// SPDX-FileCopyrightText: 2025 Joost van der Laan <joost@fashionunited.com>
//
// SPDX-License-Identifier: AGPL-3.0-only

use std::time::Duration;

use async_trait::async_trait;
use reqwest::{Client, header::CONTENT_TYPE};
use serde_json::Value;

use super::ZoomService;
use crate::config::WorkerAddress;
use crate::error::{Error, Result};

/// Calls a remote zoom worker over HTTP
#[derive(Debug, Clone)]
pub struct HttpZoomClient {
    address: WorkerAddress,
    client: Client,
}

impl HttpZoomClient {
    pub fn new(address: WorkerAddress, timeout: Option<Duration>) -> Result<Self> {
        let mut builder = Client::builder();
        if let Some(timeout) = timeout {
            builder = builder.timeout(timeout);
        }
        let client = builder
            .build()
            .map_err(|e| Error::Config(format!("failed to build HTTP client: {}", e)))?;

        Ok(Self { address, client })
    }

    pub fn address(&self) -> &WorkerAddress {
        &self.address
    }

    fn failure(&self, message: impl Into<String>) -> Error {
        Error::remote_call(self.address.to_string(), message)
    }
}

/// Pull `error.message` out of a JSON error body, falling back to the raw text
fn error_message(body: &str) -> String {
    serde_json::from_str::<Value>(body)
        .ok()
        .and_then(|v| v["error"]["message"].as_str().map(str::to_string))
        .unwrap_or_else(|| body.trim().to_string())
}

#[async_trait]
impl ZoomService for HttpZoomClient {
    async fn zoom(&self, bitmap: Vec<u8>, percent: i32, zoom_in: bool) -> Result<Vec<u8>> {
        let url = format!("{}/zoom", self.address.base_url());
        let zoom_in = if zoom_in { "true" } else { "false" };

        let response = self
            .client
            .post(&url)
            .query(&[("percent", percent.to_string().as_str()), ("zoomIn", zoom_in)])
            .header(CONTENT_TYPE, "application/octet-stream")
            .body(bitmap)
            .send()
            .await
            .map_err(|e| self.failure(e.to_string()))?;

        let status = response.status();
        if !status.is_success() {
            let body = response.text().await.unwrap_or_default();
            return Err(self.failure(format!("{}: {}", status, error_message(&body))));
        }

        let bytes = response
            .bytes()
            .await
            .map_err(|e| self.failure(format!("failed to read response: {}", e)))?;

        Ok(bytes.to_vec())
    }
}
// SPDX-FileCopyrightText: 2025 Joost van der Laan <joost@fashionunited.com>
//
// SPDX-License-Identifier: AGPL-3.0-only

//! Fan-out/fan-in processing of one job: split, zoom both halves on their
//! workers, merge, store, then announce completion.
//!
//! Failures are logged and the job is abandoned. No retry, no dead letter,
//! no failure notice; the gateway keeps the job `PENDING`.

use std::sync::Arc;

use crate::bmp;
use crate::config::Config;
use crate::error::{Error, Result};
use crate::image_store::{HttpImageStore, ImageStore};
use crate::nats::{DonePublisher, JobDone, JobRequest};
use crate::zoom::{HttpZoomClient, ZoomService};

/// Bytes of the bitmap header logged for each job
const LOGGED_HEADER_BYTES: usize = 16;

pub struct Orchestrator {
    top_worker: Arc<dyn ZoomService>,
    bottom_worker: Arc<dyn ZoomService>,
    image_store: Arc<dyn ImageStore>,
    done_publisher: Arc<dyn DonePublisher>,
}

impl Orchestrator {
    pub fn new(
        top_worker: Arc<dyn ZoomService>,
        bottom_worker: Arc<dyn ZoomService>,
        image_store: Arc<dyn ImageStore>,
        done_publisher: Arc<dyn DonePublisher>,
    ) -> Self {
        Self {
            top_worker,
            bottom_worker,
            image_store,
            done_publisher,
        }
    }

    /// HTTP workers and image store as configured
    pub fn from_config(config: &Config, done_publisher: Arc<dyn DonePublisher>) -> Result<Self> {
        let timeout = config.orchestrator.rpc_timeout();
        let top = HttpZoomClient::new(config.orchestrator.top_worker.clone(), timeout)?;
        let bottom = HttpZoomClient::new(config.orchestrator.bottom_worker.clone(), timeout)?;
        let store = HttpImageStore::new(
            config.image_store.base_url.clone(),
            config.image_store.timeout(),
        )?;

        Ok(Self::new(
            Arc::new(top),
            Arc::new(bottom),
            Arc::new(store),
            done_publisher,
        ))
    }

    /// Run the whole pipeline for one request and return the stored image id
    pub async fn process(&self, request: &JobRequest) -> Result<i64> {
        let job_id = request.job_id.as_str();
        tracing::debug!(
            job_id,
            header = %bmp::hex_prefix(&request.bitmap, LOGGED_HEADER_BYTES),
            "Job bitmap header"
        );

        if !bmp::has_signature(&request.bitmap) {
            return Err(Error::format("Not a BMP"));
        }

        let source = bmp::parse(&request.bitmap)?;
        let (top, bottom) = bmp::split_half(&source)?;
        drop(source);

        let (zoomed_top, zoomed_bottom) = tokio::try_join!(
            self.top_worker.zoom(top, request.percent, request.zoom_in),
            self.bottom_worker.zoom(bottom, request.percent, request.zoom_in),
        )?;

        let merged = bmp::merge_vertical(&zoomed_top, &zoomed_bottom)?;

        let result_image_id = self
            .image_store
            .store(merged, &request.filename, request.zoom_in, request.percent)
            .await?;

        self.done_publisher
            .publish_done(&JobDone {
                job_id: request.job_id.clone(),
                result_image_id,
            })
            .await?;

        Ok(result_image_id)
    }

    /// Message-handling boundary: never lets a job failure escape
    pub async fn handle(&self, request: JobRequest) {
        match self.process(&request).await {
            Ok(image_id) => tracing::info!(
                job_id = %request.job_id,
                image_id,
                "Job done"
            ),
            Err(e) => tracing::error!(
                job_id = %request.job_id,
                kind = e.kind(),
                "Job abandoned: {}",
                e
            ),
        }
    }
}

****************************************

# [EXERCISE]
Would you show each line of the listing above that has the string "return"?

# [ANSWER SPACE]
            return Err(self.failure(format!("{}: {}", status, error_message(&body))));
    /// Run the whole pipeline for one request and return the stored image id
            return Err(Error::format("Not a BMP"));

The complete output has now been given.